Chinese buyers comparing the phones to Apple’s latest iPhone 14 have posted reviews online saying they have comparable specifications like storage and memory. Huawei’s launch also comes days before Apple is expected to launch its new iPhone 15 on Sept. 12.
WHO ARE THE MATE 60’S SUPPLIERS?
Huawei has not officially named the suppliers for the phones’ components, though apart from SMIC, TechInsights also said it found South Korea’s SK Hynix’s DRAM and NAND components in the phone.
SK Hynix, which said it stopped doing business withHuawei since the United States introduced restrictions on the firm in 2019, has said it is investigating. The Mate 60 Pro contains more Chinese-made chip components than previous models, TechInsights also said.
Lists of possible Chinese suppliers have been widely circulated online, with shares of companies touted as possible candidates soaring on the speculation.
Most of these are existing suppliers to Huawei. Shares in Dongguan Chitwing Technology Co. Ltd, which makes molds, for instance rose by the daily upward limit of 10% in the days after Huawei’s launch. It did not respond to a Reuters’ request for comment.
Suzhou-based display maker Visionox Technology, whose shares have risen by 15% since the new smartphones were launched on Aug. 29, told Reuters it was a supplier for the new Mate 60 series.
WHAT COULD IT MEAN FOR APPLE IN CHINA’S SMARTPHONE MARKET?

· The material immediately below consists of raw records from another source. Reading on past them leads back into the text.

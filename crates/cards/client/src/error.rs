use cards_store::StoreError;
use cards_types::{Pathspec, PathspecError};
use thiserror::Error;

/// Result type for card client operations.
pub type ClientResult<T> = Result<T, ClientError>;

/// Client-layer errors.
///
/// Raised, never locally recovered: collaborator failures propagate
/// unchanged, with no retry and no silent fallback.
#[derive(Debug, Error)]
pub enum ClientError {
    #[error(transparent)]
    Pathspec(#[from] PathspecError),

    #[error("no datastore metadata (`ds-type`) found for task {0}")]
    UnresolvableDatastore(Pathspec),

    #[error("no storage root resolved for task {pathspec} (backend '{backend}')")]
    UnresolvedStorageRoot { pathspec: Pathspec, backend: String },

    #[error("card index {index} out of range (container holds {len})")]
    IndexOutOfRange { index: usize, len: usize },

    #[error("task not found: {0}")]
    TaskNotFound(Pathspec),

    #[error("collaborator failure: {0}")]
    Collaborator(String),

    #[error(transparent)]
    Store(#[from] StoreError),

    #[error("preview failed: {0}")]
    Preview(String),
}
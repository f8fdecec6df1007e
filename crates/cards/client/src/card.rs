//! One stored card.

use crate::render;
use crate::{ClientError, ClientResult};
use cards_store::CardStore;
use cards_types::{CardInfo, Pathspec};
use chrono::{DateTime, Utc};
use std::fmt;
use std::io::Write;
use std::sync::Arc;
use tempfile::NamedTempFile;

/// One stored card: the HTML artifact of a task execution.
///
/// The body is fetched from the store on first access and cached for the
/// card's lifetime; it is never invalidated. Apart from that cache the
/// card owns nothing but, after a preview, one temp file.
#[derive(Debug)]
pub struct Card {
    store: Arc<CardStore>,
    path: String,
    card_type: String,
    hash: String,
    id: Option<String>,
    html: Option<String>,
    // TODO: populate once the store records card creation time.
    created_at: Option<DateTime<Utc>>,
    from_resumed: bool,
    origin_pathspec: Option<Pathspec>,
    preview_file: Option<NamedTempFile>,
}

impl Card {
    /// Build a card over `store` at `path`, described by `info`.
    pub fn new(store: Arc<CardStore>, path: impl Into<String>, info: CardInfo) -> Self {
        Self {
            store,
            path: path.into(),
            card_type: info.card_type,
            hash: info.hash,
            id: info.id,
            html: None,
            created_at: None,
            from_resumed: false,
            origin_pathspec: None,
            preview_file: None,
        }
    }

    /// Mark how this card was resolved, builder style.
    pub fn with_lineage(mut self, from_resumed: bool, origin_pathspec: Option<Pathspec>) -> Self {
        self.from_resumed = from_resumed;
        self.origin_pathspec = origin_pathspec;
        self
    }

    /// The HTML body, fetched once and cached.
    ///
    /// The first call loads through the card store and caches the result;
    /// later calls are pure reads. Store failures propagate unchanged.
    pub fn get(&mut self) -> ClientResult<&str> {
        let body = match self.html.take() {
            Some(body) => body,
            None => self.store.get_card_html(&self.path)?,
        };
        Ok(self.html.insert(body).as_str())
    }

    pub fn path(&self) -> &str {
        &self.path
    }

    pub fn id(&self) -> Option<&str> {
        self.id.as_deref()
    }

    pub fn card_type(&self) -> &str {
        &self.card_type
    }

    pub fn hash(&self) -> &str {
        &self.hash
    }

    pub fn created_at(&self) -> Option<DateTime<Utc>> {
        self.created_at
    }

    pub fn from_resumed(&self) -> bool {
        self.from_resumed
    }

    pub fn origin_pathspec(&self) -> Option<&Pathspec> {
        self.origin_pathspec.as_ref()
    }

    /// Embeddable HTML fragment wrapping the card body in a
    /// uniquely-identified container element.
    pub fn render_html(&mut self) -> ClientResult<String> {
        let body = self.get()?;
        Ok(render::embed_fragment(body))
    }

    /// Open the card in the host's default web viewer.
    ///
    /// Writes the body to a fresh `.html` temp file and hands it to the
    /// system opener. The file lives as long as this card holds it; the
    /// next preview replaces it, deleting the previous one.
    pub fn preview(&mut self) -> ClientResult<()> {
        let file = self.write_preview_file()?;
        opener::open(file.path()).map_err(|err| ClientError::Preview(err.to_string()))
    }

    fn write_preview_file(&mut self) -> ClientResult<&NamedTempFile> {
        let mut file = tempfile::Builder::new()
            .prefix("card-")
            .suffix(".html")
            .tempfile()
            .map_err(|err| ClientError::Preview(err.to_string()))?;
        let body = self.get()?;
        file.write_all(body.as_bytes())
            .map_err(|err| ClientError::Preview(err.to_string()))?;
        file.flush()
            .map_err(|err| ClientError::Preview(err.to_string()))?;
        Ok(self.preview_file.insert(file))
    }
}

impl fmt::Display for Card {
    fn fmt(&self, f: &mut fmt::Formatter<'_>) -> fmt::Result {
        write!(f, "<Card at '{}'>", self.path)
    }
}

#[cfg(test)]
mod tests {
    use super::*;
    use cards_store::{InMemoryObjectStore, ObjectStore, StoreResult};
    use std::sync::atomic::{AtomicUsize, Ordering};

    /// Object store that counts `load` calls, for cache assertions.
    struct CountingStore {
        inner: InMemoryObjectStore,
        loads: AtomicUsize,
    }

    impl CountingStore {
        fn new() -> Self {
            Self {
                inner: InMemoryObjectStore::new(),
                loads: AtomicUsize::new(0),
            }
        }
    }

    impl ObjectStore for CountingStore {
        fn load(&self, path: &str) -> StoreResult<Vec<u8>> {
            self.loads.fetch_add(1, Ordering::SeqCst);
            self.inner.load(path)
        }

        fn list(&self, prefix: &str) -> StoreResult<Vec<String>> {
            self.inner.list(prefix)
        }
    }

    fn make_card(objects: Arc<CountingStore>) -> Card {
        objects
            .inner
            .put("MyFlow/123/start/456/cards/default-abc.html", "<p>body</p>")
            .unwrap();
        let store = Arc::new(CardStore::new("MyFlow", objects, "memory"));
        Card::new(
            store,
            "MyFlow/123/start/456/cards/default-abc.html",
            CardInfo::new("default", "abc"),
        )
    }

    #[test]
    fn test_get_fetches_once_and_caches() {
        let objects = Arc::new(CountingStore::new());
        let mut card = make_card(objects.clone());

        let first = card.get().unwrap().to_string();
        let second = card.get().unwrap().to_string();

        assert_eq!(first, "<p>body</p>");
        assert_eq!(first, second);
        assert_eq!(objects.loads.load(Ordering::SeqCst), 1);
    }

    #[test]
    fn test_get_propagates_missing_card() {
        let objects = Arc::new(CountingStore::new());
        let store = Arc::new(CardStore::new("MyFlow", objects, "memory"));
        let mut card = Card::new(store, "MyFlow/1/a/2/cards/gone-x.html", CardInfo::new("gone", "x"));
        assert!(matches!(
            card.get(),
            Err(ClientError::Store(cards_store::StoreError::NotFound(_)))
        ));
    }

    #[test]
    fn test_render_html_embeds_cached_body() {
        let objects = Arc::new(CountingStore::new());
        let mut card = make_card(objects.clone());

        let first = card.render_html().unwrap();
        let second = card.render_html().unwrap();

        assert!(first.contains("<p>body</p>"));
        // Fresh container id per render, single underlying fetch.
        assert_ne!(first, second);
        assert_eq!(objects.loads.load(Ordering::SeqCst), 1);
    }

    #[test]
    fn test_display_embeds_path() {
        let objects = Arc::new(CountingStore::new());
        let card = make_card(objects);
        assert_eq!(
            card.to_string(),
            "<Card at 'MyFlow/123/start/456/cards/default-abc.html'>"
        );
    }

    #[test]
    fn test_preview_file_is_replaced_not_accumulated() {
        let objects = Arc::new(CountingStore::new());
        let mut card = make_card(objects);

        let first_path = card.write_preview_file().unwrap().path().to_path_buf();
        assert!(first_path.exists());
        assert_eq!(
            std::fs::read_to_string(&first_path).unwrap(),
            "<p>body</p>"
        );

        let second_path = card.write_preview_file().unwrap().path().to_path_buf();
        assert!(second_path.exists());
        assert!(!first_path.exists(), "previous preview file must be deleted");

        drop(card);
        assert!(!second_path.exists(), "dropping the card removes its preview");
    }
}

Huawei was once the world’s largest smartphone firm by sales but saw its market share steadily slump after the United States cut its access to chip-making tools essential for producing the most advanced handset models. The company was left only able to sell limited batches of 5G models using stockpiled chips.
Its market share in China, the world’s largest smartphone market, has fallen to 11% so far this year compared to 27% in 2020, in part also due to its move to sell its budget brand Honor in what it described then as a bid to ensure its survival.

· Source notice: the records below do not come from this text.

//! Resume-lineage resolution from task metadata.

use crate::{ClientResult, LineageResolver};
use cards_types::{Pathspec, TaskHandle};

/// Metadata key recording the run a resumed task was cloned from.
pub const ORIGIN_RUN_KEY: &str = "origin-run-id";
/// Metadata key recording the task a resumed task was cloned from.
pub const ORIGIN_TASK_KEY: &str = "origin-task-id";

/// Lineage resolver reading clone-origin entries off the task's own
/// metadata. Tasks that were never resumed carry neither entry.
#[derive(Debug, Default)]
pub struct MetadataLineage;

impl MetadataLineage {
    pub fn new() -> Self {
        Self
    }
}

impl LineageResolver for MetadataLineage {
    fn resumed_info(&self, task: &TaskHandle) -> ClientResult<Option<Pathspec>> {
        let origin = match (
            task.metadata_value(ORIGIN_RUN_KEY),
            task.metadata_value(ORIGIN_TASK_KEY),
        ) {
            (Some(run), Some(task_id)) => Some(task.pathspec().with_run_and_task(run, task_id)),
            _ => None,
        };
        Ok(origin)
    }
}

#[cfg(test)]
mod tests {
    use super::*;

    #[test]
    fn test_cloned_task_yields_origin_pathspec() {
        let task = TaskHandle::new("MyFlow/123/start/456".parse().unwrap())
            .with_metadata(ORIGIN_RUN_KEY, "100")
            .with_metadata(ORIGIN_TASK_KEY, "200");
        let origin = MetadataLineage::new().resumed_info(&task).unwrap();
        assert_eq!(origin.unwrap().to_string(), "MyFlow/100/start/200");
    }

    #[test]
    fn test_plain_task_has_no_lineage() {
        let task = TaskHandle::new("MyFlow/123/start/456".parse().unwrap());
        assert!(MetadataLineage::new().resumed_info(&task).unwrap().is_none());
    }

    #[test]
    fn test_partial_origin_metadata_is_ignored() {
        let task = TaskHandle::new("MyFlow/123/start/456".parse().unwrap())
            .with_metadata(ORIGIN_RUN_KEY, "100");
        assert!(MetadataLineage::new().resumed_info(&task).unwrap().is_none());
    }
}
//! Ordered collection of card references for one task.

use crate::card::Card;
use crate::render;
use crate::{ClientError, ClientResult};
use cards_store::CardStore;
use cards_types::Pathspec;
use std::sync::Arc;

/// Ordered, indexable, iterable collection of the cards resolved for a
/// single task.
///
/// The container is a thin index over storage paths: per-card metadata
/// is re-read from the store every time a card is materialized, and card
/// bodies are only fetched when a materialized card is asked for one.
/// Immutable after construction.
#[derive(Debug)]
pub struct CardContainer {
    paths: Vec<String>,
    store: Arc<CardStore>,
    from_resumed: bool,
    origin_pathspec: Option<Pathspec>,
}

impl CardContainer {
    pub fn new(
        paths: Vec<String>,
        store: Arc<CardStore>,
        from_resumed: bool,
        origin_pathspec: Option<Pathspec>,
    ) -> Self {
        Self {
            paths,
            store,
            from_resumed,
            origin_pathspec,
        }
    }

    /// Number of resolved card paths.
    pub fn len(&self) -> usize {
        self.paths.len()
    }

    pub fn is_empty(&self) -> bool {
        self.paths.is_empty()
    }

    /// Whether resolution was redirected through resume lineage.
    pub fn from_resumed(&self) -> bool {
        self.from_resumed
    }

    /// The clone-origin pathspec, when resolution was redirected.
    pub fn origin_pathspec(&self) -> Option<&Pathspec> {
        self.origin_pathspec.as_ref()
    }

    /// The resolved storage paths, in container order.
    pub fn paths(&self) -> &[String] {
        &self.paths
    }

    /// Materialize the card at `index`.
    ///
    /// Bounds-checked: any index not less than the length fails with
    /// `IndexOutOfRange`. Type/hash/id come fresh from the store.
    pub fn get(&self, index: usize) -> ClientResult<Card> {
        if index >= self.paths.len() {
            return Err(ClientError::IndexOutOfRange {
                index,
                len: self.paths.len(),
            });
        }
        let path = &self.paths[index];
        let info = self.store.card_info_from_path(path)?;
        Ok(Card::new(self.store.clone(), path.clone(), info)
            .with_lineage(self.from_resumed, self.origin_pathspec.clone()))
    }

    /// Lazy, restartable iteration in path order.
    ///
    /// Each element is freshly constructed at iteration time, so
    /// re-iterating re-reads card metadata (not card bodies).
    pub fn iter(&self) -> impl Iterator<Item = ClientResult<Card>> + '_ {
        (0..self.paths.len()).map(move |index| self.get(index))
    }

    /// Aggregate HTML: a type-labeled heading plus an embed fragment per
    /// card, in container order.
    ///
    /// Unlike indexed access this fetches every card body eagerly.
    pub fn render_html(&self) -> ClientResult<String> {
        let mut sections = Vec::with_capacity(self.paths.len() * 2);
        for card in self.iter() {
            let mut card = card?;
            sections.push(render::type_heading(card.card_type()));
            let body = card.get()?.to_string();
            sections.push(render::embed_fragment(&body));
        }
        Ok(sections.join("\n"))
    }
}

The U.S. restrictions left Apple as the main maker of premium smartphones in China. Over the same period, Apple’s market share in China rose to 19% from 11%，according to data from research firm Counterpoint.

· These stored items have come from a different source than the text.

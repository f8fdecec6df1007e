//! Backend registry: maps `ds-type` identifiers to storage backends.

use crate::backend::StorageBackend;
use crate::local::LocalBackend;
use crate::memory::MemoryBackend;
use crate::{StoreError, StoreResult};
use std::collections::HashMap;
use std::sync::Arc;

/// Registry of storage backends, keyed by backend identifier.
#[derive(Default)]
pub struct BackendRegistry {
    backends: HashMap<String, Arc<dyn StorageBackend>>,
}

impl BackendRegistry {
    /// Create a new empty registry.
    pub fn new() -> Self {
        Self::default()
    }

    /// A registry with the shipped backends (`local`, `memory`) installed.
    pub fn builtin() -> Self {
        let mut registry = Self::new();
        registry.register(Arc::new(LocalBackend::new()));
        registry.register(Arc::new(MemoryBackend::new()));
        registry
    }

    /// Register a backend, replacing any previous one with the same id.
    pub fn register(&mut self, backend: Arc<dyn StorageBackend>) {
        let id = backend.id().to_string();
        self.backends.insert(id.clone(), backend);
        tracing::info!(backend = %id, "Storage backend registered");
    }

    /// Look up a backend by identifier.
    pub fn get(&self, id: &str) -> StoreResult<Arc<dyn StorageBackend>> {
        self.backends
            .get(id)
            .cloned()
            .ok_or_else(|| StoreError::UnknownBackend(id.to_string()))
    }

    pub fn contains(&self, id: &str) -> bool {
        self.backends.contains_key(id)
    }

    /// Registered backend identifiers, sorted.
    pub fn ids(&self) -> Vec<String> {
        let mut ids: Vec<String> = self.backends.keys().cloned().collect();
        ids.sort();
        ids
    }
}
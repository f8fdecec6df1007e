use thiserror::Error;

/// Result type for card store operations.
pub type StoreResult<T> = Result<T, StoreError>;

/// Store-layer errors.
#[derive(Debug, Error)]
pub enum StoreError {
    #[error("card content not found: {0}")]
    NotFound(String),

    #[error("card content at '{0}' is not valid UTF-8")]
    NotUtf8(String),

    #[error("invalid card file name: {0}")]
    InvalidCardName(String),

    #[error("unknown storage backend: {0}")]
    UnknownBackend(String),

    #[error("io error: {0}")]
    Io(#[from] std::io::Error),

    #[error("backend error: {0}")]
    Backend(String),
}
//! Ledger configuration

use crate::core::fee::FeePolicy;
use crate::core::maturity::{GenesisPolicy, MaturityPolicy};
use serde::{Deserialize, Serialize};

/// Consensus-adjacent knobs the ledger is started with
#[derive(Debug, Clone, Copy, PartialEq, Eq, Serialize, Deserialize, Default)]
pub struct LedgerConfig {
    #[serde(default)]
    pub maturity: MaturityPolicy,
    #[serde(default)]
    pub fee: FeePolicy,
}

impl LedgerConfig {
    pub fn with_maturity(mut self, window: u64) -> Self {
        self.maturity.window = window;
        self
    }

    pub fn with_genesis_policy(mut self, genesis: GenesisPolicy) -> Self {
        self.maturity.genesis = genesis;
        self
    }

    pub fn with_fee(mut self, fee: FeePolicy) -> Self {
        self.fee = fee;
        self
    }
}

#[cfg(test)]
mod tests {
    use super::*;
    use crate::core::maturity::COINBASE_MATURITY;

    #[test]
    fn test_defaults() {
        let config = LedgerConfig::default();
        assert_eq!(config.maturity.window, COINBASE_MATURITY);
        assert_eq!(config.maturity.genesis, GenesisPolicy::Matures);
    }

    #[test]
    fn test_serde_fills_missing_fields() {
        let config: LedgerConfig = serde_json::from_str(r#"{"maturity":{"window":5}}"#).unwrap();
        assert_eq!(config.maturity.window, 5);
        assert_eq!(config.fee, FeePolicy::default());
    }
}
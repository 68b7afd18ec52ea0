//! Shared ledger service
//!
//! Chain state and wallet sit behind separate `RwLock`s so balance queries
//! run concurrently with each other while block application is serialized.
//! Locks are always taken chain first, then wallet.

use crate::core::{ApplyOutcome, Block, BlockApplier, LedgerConfig, LedgerError};
use crate::node::Node;
use crate::wallet::{BalanceBreakdown, UnsignedSpend, Wallet};
use std::sync::Arc;
use tokio::sync::RwLock;

#[derive(Debug, Clone)]
pub struct LedgerService {
    chain: Arc<RwLock<BlockApplier>>,
    wallet: Arc<RwLock<Wallet>>,
    config: LedgerConfig,
}

impl LedgerService {
    pub fn new(node: Node) -> Self {
        let (chain, wallet, config) = node.into_parts();
        Self {
            chain: Arc::new(RwLock::new(chain)),
            wallet: Arc::new(RwLock::new(wallet)),
            config,
        }
    }

    pub fn config(&self) -> &LedgerConfig {
        &self.config
    }

    pub async fn apply_block(&self, block: Block) -> Result<ApplyOutcome, LedgerError> {
        let mut chain = self.chain.write().await;
        let outcome = chain.apply_block(block)?;
        if let ApplyOutcome::Applied { created, .. } = &outcome {
            let mut wallet = self.wallet.write().await;
            wallet.note_outputs(chain.ledger(), created);
        }
        Ok(outcome)
    }

    pub async fn get_balance(&self, height: Option<u64>) -> Result<u64, LedgerError> {
        let chain = self.chain.read().await;
        let wallet = self.wallet.read().await;
        let height = height.unwrap_or_else(|| chain.tip());
        wallet.balance(chain.ledger(), chain.policy(), height)
    }

    pub async fn breakdown(&self, height: Option<u64>) -> Result<BalanceBreakdown, LedgerError> {
        let chain = self.chain.read().await;
        let wallet = self.wallet.read().await;
        let height = height.unwrap_or_else(|| chain.tip());
        wallet.breakdown(chain.ledger(), chain.policy(), height)
    }

    /// Rescan `from..=to`.
    ///
    /// The chain read lock is held throughout so no block commits while the
    /// new index is folded; readers keep seeing the old index until the swap.
    pub async fn rescan(&self, from: u64, to: u64) -> Result<usize, LedgerError> {
        let chain = self.chain.read().await;
        let (index, found) = {
            let wallet = self.wallet.read().await;
            wallet.rescanned_index(chain.ledger(), from, to, chain.tip())?
        };
        self.wallet.write().await.set_index(index);
        Ok(found)
    }

    pub async fn build_spend(
        &self,
        destination: &str,
        amount: u64,
    ) -> Result<UnsignedSpend, LedgerError> {
        let chain = self.chain.read().await;
        let wallet = self.wallet.read().await;
        wallet.build_spend(
            chain.ledger(),
            chain.policy(),
            &self.config.fee,
            destination,
            amount,
            chain.tip(),
        )
    }

    pub async fn track_script(&self, script: &str) -> bool {
        self.wallet.write().await.track_script(script)
    }

    pub async fn tip(&self) -> (u64, String) {
        let chain = self.chain.read().await;
        (chain.tip(), chain.tip_hash().to_string())
    }
}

Analysts say the Mate 60 might mark Huawei’s comeback as a rival, with sales helped by patriotic fervor as state media and internet users cheer the launch as a blow against the United States amid rising tensions between Washington and Beijing.
Ming-Chi Kuo, an analyst with TF International Securities, said he expects the Mate 60 Pro to ship between 5.5 to 6 million units for the second half of this year, up 20% from previously planned volumes.
And cumulative shipments of Mate 60 Pro could reach at least 12 million units 12 months after launch, according to Kuo.